(Data records)
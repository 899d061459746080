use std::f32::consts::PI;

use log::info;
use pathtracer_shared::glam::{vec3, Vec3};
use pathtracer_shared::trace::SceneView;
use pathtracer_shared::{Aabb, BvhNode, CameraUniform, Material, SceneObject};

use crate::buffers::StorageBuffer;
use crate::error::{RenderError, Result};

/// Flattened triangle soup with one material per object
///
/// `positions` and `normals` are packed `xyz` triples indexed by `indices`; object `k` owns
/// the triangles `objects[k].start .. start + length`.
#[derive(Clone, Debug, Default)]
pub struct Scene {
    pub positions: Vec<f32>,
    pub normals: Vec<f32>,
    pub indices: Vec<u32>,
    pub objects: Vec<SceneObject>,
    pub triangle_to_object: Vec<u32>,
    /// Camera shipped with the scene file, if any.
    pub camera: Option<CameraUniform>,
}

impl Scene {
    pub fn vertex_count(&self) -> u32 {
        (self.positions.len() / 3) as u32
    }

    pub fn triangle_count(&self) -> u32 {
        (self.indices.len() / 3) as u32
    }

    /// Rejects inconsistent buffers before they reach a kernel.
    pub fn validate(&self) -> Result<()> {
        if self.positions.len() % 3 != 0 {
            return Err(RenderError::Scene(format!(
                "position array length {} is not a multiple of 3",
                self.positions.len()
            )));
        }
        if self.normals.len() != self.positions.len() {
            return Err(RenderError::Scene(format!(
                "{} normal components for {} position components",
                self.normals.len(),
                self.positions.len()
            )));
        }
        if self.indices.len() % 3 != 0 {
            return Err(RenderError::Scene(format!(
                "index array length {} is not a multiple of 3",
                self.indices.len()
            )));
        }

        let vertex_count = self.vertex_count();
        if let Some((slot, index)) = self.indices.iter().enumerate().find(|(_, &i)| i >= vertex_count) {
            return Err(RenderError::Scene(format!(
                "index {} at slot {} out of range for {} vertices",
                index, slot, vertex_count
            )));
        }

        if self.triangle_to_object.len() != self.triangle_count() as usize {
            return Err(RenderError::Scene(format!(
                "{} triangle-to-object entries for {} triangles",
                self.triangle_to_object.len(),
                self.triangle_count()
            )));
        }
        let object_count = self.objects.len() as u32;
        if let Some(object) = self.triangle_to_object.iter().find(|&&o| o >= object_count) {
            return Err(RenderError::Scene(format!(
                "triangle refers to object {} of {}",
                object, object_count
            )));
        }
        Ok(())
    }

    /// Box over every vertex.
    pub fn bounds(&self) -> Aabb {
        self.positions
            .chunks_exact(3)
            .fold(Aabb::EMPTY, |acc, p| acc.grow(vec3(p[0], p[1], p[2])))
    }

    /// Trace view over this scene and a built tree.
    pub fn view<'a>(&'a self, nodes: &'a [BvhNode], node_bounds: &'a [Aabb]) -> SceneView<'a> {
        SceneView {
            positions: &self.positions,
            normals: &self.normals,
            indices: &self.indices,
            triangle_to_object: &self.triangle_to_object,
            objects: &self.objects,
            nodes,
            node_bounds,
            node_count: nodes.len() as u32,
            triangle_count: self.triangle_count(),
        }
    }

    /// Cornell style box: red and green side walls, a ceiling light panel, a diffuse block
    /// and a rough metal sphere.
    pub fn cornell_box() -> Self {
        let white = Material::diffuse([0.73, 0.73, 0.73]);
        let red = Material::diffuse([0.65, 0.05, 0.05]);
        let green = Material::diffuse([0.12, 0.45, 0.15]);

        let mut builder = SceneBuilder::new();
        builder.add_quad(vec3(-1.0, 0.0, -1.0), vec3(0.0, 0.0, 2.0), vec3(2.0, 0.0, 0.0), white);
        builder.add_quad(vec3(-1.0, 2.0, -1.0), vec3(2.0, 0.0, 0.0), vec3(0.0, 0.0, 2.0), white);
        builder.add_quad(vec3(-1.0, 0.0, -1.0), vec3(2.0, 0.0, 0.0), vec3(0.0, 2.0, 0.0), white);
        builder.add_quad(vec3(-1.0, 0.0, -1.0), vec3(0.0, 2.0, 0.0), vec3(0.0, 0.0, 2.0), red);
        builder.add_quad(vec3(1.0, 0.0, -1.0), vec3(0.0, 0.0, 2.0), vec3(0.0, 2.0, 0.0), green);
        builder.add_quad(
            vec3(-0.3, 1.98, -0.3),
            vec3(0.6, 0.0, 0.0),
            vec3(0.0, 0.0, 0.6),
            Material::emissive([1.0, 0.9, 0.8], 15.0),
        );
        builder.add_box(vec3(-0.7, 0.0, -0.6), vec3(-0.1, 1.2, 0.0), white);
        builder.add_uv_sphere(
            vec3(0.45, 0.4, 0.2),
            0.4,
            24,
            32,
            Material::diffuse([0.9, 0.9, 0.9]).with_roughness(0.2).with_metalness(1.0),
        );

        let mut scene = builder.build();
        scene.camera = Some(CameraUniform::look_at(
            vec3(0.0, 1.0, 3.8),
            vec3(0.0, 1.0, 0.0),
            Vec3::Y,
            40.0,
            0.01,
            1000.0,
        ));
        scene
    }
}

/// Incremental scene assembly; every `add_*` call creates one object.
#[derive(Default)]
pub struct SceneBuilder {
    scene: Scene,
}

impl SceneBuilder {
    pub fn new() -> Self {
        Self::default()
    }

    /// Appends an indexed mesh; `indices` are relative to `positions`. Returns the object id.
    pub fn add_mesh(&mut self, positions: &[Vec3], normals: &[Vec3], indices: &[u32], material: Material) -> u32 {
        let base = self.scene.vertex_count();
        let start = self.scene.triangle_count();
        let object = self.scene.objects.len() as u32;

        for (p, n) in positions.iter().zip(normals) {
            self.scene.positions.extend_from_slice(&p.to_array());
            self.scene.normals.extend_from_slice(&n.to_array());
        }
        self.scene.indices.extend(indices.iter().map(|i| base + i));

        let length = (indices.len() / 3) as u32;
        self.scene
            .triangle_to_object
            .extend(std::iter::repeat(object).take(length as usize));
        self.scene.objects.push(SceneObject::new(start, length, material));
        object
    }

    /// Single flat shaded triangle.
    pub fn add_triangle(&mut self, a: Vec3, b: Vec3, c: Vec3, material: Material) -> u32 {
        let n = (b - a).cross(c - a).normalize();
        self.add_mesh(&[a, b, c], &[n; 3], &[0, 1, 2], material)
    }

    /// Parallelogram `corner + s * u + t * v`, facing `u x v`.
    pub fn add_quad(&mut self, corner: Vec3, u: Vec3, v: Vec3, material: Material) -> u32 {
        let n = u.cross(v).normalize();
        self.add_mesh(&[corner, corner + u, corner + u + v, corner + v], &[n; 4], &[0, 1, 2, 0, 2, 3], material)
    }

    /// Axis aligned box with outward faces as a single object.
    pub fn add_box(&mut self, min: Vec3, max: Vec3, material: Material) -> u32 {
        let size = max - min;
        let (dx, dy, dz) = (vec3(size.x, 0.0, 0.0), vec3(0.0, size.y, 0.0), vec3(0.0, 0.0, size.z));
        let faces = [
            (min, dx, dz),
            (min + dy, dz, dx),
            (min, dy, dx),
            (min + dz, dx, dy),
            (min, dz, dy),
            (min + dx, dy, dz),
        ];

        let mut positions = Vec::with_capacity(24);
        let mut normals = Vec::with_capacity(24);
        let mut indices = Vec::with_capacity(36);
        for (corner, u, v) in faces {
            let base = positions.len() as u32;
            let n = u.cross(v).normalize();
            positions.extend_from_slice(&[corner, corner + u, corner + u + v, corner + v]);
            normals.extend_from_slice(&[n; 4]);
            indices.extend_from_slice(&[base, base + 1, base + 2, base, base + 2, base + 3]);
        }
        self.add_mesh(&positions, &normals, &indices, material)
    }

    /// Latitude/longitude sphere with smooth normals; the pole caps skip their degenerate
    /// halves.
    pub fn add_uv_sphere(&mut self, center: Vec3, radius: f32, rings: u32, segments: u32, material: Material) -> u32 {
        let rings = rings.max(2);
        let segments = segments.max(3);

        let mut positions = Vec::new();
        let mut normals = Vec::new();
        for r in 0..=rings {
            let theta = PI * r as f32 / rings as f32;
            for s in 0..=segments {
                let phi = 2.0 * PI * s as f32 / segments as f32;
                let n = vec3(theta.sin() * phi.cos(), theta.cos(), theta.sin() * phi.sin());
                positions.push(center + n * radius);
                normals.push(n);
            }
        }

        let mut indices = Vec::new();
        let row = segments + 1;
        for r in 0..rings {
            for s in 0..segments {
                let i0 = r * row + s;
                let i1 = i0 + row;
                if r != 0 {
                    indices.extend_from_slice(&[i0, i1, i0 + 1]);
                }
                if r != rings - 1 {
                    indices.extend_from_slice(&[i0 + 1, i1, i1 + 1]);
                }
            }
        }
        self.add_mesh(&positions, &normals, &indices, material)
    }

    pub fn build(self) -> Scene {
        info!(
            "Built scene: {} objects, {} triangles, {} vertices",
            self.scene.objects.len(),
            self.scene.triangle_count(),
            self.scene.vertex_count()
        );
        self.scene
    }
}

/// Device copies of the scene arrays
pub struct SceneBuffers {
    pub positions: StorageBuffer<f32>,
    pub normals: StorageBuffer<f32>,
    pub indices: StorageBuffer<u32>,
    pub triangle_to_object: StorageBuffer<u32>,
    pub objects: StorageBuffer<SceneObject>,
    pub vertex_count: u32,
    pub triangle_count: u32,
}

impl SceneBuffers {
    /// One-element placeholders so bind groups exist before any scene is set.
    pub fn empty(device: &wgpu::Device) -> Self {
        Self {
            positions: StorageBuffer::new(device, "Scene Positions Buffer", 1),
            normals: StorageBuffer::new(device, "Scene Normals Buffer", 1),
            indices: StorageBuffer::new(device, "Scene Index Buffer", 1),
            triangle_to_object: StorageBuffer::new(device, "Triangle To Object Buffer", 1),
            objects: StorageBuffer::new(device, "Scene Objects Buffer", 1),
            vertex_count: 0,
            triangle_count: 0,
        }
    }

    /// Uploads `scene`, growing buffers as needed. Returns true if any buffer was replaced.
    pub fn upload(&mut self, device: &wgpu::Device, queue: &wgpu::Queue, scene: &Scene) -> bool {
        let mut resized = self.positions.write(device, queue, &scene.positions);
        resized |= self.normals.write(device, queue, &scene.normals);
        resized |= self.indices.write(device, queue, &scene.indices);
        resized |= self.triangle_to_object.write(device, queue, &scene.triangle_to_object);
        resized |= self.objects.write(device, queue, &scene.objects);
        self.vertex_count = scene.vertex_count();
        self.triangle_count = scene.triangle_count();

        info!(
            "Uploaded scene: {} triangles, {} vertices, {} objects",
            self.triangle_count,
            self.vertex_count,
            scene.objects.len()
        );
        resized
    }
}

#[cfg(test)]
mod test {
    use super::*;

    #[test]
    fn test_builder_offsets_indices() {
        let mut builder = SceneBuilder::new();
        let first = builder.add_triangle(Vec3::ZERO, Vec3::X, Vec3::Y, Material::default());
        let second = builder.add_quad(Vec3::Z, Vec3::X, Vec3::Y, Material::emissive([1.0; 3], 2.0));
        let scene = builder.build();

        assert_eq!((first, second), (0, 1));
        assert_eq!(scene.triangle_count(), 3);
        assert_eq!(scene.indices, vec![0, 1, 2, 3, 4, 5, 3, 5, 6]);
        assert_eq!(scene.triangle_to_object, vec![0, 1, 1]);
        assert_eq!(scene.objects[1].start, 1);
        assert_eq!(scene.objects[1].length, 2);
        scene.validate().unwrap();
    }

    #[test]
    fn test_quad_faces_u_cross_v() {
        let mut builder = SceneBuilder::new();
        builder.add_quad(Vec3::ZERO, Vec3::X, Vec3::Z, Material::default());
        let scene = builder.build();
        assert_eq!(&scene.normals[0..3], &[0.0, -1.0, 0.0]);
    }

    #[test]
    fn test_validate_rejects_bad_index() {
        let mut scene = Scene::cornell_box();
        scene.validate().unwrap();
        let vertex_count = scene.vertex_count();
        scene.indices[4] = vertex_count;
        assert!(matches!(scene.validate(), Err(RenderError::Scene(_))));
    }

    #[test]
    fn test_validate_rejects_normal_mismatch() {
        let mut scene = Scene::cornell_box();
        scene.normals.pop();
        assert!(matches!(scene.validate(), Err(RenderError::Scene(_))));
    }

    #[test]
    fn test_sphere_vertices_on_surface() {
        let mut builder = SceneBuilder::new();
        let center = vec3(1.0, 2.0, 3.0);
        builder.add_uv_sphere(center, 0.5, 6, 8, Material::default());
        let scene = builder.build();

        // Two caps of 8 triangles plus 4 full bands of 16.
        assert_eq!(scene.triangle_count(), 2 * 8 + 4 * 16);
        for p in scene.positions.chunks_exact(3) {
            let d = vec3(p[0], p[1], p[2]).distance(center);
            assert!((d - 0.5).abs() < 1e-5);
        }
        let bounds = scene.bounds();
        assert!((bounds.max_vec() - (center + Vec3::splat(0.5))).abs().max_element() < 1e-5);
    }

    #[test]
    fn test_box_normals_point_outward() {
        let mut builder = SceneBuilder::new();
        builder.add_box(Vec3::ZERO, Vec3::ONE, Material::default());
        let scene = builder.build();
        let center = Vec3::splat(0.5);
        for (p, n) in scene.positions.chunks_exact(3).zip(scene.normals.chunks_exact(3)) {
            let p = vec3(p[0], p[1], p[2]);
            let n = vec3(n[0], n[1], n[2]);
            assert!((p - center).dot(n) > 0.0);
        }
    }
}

ACTIVITY
Every line in the records above that contains the word "second" should be copied out.

EXPECTED ANSWER
        let second = builder.add_quad(Vec3::Z, Vec3::X, Vec3::Y, Material::emissive([1.0; 3], 2.0));
        assert_eq!((first, second), (0, 1));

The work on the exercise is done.